Quote, with no changes, the lines that run from the top of the material to the line with "let config = load_config(global)?;", both included.

===== DATA PROVIDED

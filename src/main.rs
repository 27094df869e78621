//! # nsbuild CLI
//!
//! Binary entry point for the `nsbuild` command-line tool. It parses the
//! arguments with `clap` and dispatches to the matching command; everything
//! else lives in the library crate.

mod cli;
mod commands;

use anyhow::Result;
use clap::Parser;

fn main() -> Result<()> {
    let cli = cli::Cli::parse();
    cli.execute()
}
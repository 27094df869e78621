//! # Build Command Implementation
//!
//! Runs a production build for the selected target and publishes the
//! results:
//!
//! 1. Stylesheets, templates and scripts are compiled by the orchestrator;
//!    stages whose inputs did not change are skipped.
//! 2. `compiled.css` and `compiled.js` are copied to the target outputs,
//!    with `{hash}` replaced by the content digest.
//! 3. The published names are written to `map.file` when it is configured.

use anyhow::Result;
use clap::Args;

use nsbuild::output::{Marker, OutputConfig};
use nsbuild::publish;

use super::{load_config, orchestrator};
use crate::cli::GlobalArgs;

/// Compile and publish the project
#[derive(Args, Debug)]
pub struct BuildArgs {
    /// Write the JS compiler command line to `<build>/cmd`
    #[arg(long)]
    pub output_cmd: bool,

    /// Compile only; do not copy outputs to the target locations
    #[arg(long)]
    pub no_publish: bool,
}

/// Execute the `build` command.
pub fn execute(args: BuildArgs, global: &GlobalArgs, color_flag: &str) -> Result<()> {
    let out = OutputConfig::from_env_and_flag(color_flag);
    let config = load_config(global)?;
    let orchestrator = orchestrator(global, config)?.with_output_cmd(args.output_cmd);

    let report = orchestrator.compile()?;
    for stage in &report.stages {
        println!("{}", out.stage_line(stage));
    }
    println!(
        "{} {} of {} sources in the build",
        out.marker(Marker::Info),
        report.resolved,
        report.sources
    );

    if args.no_publish {
        return Ok(());
    }

    let config = orchestrator.config();
    let target = orchestrator.target();
    let mapping = publish::publish(config, &config.js_target(target)?, &config.gss_target(target)?)?;
    for (key, path) in &mapping {
        println!("{} {} -> {}", out.marker(Marker::Ok), key, path);
    }
    Ok(())
}
//! # Configuration Schema and Parsing
//!
//! This module defines the data structures that represent the `.nsbuild.yaml`
//! configuration file, as well as the logic for loading it.
//!
//! ## Key Components
//!
//! - **`Config`**: The whole file. Every section except `build` is optional;
//!   a project without stylesheets simply omits `gss`.
//!
//! - **Targets**: Named compilation profiles (`JsTarget`, `GssTarget`). A
//!   target may `inherits` a previously declared one, taking every field it
//!   leaves empty and every define it does not set from its parent.
//!
//! ## Loading
//!
//! [`Config::load`] parses the file, applies target inheritance and then
//! normalizes every path: a leading `~` expands to the home directory and
//! relative paths are resolved against the directory holding the config
//! file. The rest of the crate only ever sees absolute-or-cwd paths.
//!
//! ```yaml
//! build: build
//! library:
//!   root: ~/closure-library
//! js:
//!   root: client
//!   compiler: ~/closure-compiler/compiler.jar
//!   inputs: [client/app/main.js]
//!   checks: { visibility: error }
//!   targets:
//!     - name: dev
//!       mode: RAW
//!     - name: prod
//!       inherits: dev
//!       mode: ADVANCED
//!       output: public/app-{hash}.js
//!       defines: { goog.DEBUG: false }
//! ```

use std::collections::BTreeMap;
use std::fmt;
use std::path::{Component, Path, PathBuf};

use serde::{Deserialize, Serialize};

use crate::defaults;
use crate::error::{Error, Result};

/// Compilation mode of a JS target
#[derive(Debug, Clone, Copy, PartialEq, Eq, Default, Serialize, Deserialize)]
#[serde(rename_all = "UPPERCASE")]
pub enum Mode {
    Advanced,
    #[default]
    Simple,
    Whitespace,
    /// No compilation: sources are loaded one by one through the manifest
    Raw,
}

impl Mode {
    /// Value of `--compilation_level`, `None` for [`Mode::Raw`].
    pub fn compilation_level(&self) -> Option<&'static str> {
        match self {
            Mode::Advanced => Some("ADVANCED_OPTIMIZATIONS"),
            Mode::Simple => Some("SIMPLE_OPTIMIZATIONS"),
            Mode::Whitespace => Some("WHITESPACE_ONLY"),
            Mode::Raw => None,
        }
    }
}

/// Warning level of a JS target
#[derive(Debug, Clone, Copy, PartialEq, Eq, Default, Serialize, Deserialize)]
#[serde(rename_all = "UPPERCASE")]
pub enum Level {
    Quiet,
    #[default]
    Default,
    Verbose,
}

impl fmt::Display for Level {
    fn fmt(&self, f: &mut fmt::Formatter<'_>) -> fmt::Result {
        f.write_str(match self {
            Level::Quiet => "QUIET",
            Level::Default => "DEFAULT",
            Level::Verbose => "VERBOSE",
        })
    }
}

/// Severity of one compiler check
#[derive(Debug, Clone, Copy, PartialEq, Eq, Serialize, Deserialize)]
#[serde(rename_all = "lowercase")]
pub enum CheckLevel {
    Error,
    Warning,
    Off,
}

impl CheckLevel {
    /// Compiler flag enabling the check at this severity.
    pub fn flag(&self) -> &'static str {
        match self {
            CheckLevel::Error => "--jscomp_error",
            CheckLevel::Warning => "--jscomp_warning",
            CheckLevel::Off => "--jscomp_off",
        }
    }
}

/// Value of a compile-time define
#[derive(Debug, Clone, PartialEq, Eq, Serialize, Deserialize)]
#[serde(untagged)]
pub enum DefineValue {
    Bool(bool),
    Integer(i64),
    Text(String),
}

impl DefineValue {
    /// Value as the JS compiler expects it: booleans and numbers bare,
    /// everything else quoted.
    pub fn to_compiler_value(&self) -> String {
        match self {
            DefineValue::Bool(b) => b.to_string(),
            DefineValue::Integer(i) => i.to_string(),
            DefineValue::Text(s) if s == "true" || s == "false" => s.clone(),
            DefineValue::Text(s) => format!("\"{}\"", s),
        }
    }
}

==========

FINAL ANSWER:
filename src/main.rs
repository 27094df869e78621
//! # nsbuild CLI
//!
//! Binary entry point for the `nsbuild` command-line tool. It parses the
//! arguments with `clap` and dispatches to the matching command; everything
//! else lives in the library crate.

mod cli;
mod commands;

use anyhow::Result;
use clap::Parser;

fn main() -> Result<()> {
    let cli = cli::Cli::parse();
    cli.execute()
}
repository 27094df869e78621
//! # Build Command Implementation
//!
//! Runs a production build for the selected target and publishes the
//! results:
//!
//! 1. Stylesheets, templates and scripts are compiled by the orchestrator;
//!    stages whose inputs did not change are skipped.
//! 2. `compiled.css` and `compiled.js` are copied to the target outputs,
//!    with `{hash}` replaced by the content digest.
//! 3. The published names are written to `map.file` when it is configured.

use anyhow::Result;
use clap::Args;

use nsbuild::output::{Marker, OutputConfig};
use nsbuild::publish;

use super::{load_config, orchestrator};
use crate::cli::GlobalArgs;

/// Compile and publish the project
#[derive(Args, Debug)]
pub struct BuildArgs {
    /// Write the JS compiler command line to `<build>/cmd`
    #[arg(long)]
    pub output_cmd: bool,

    /// Compile only; do not copy outputs to the target locations
    #[arg(long)]
    pub no_publish: bool,
}

/// Execute the `build` command.
pub fn execute(args: BuildArgs, global: &GlobalArgs, color_flag: &str) -> Result<()> {
    let out = OutputConfig::from_env_and_flag(color_flag);
    let config = load_config(global)?;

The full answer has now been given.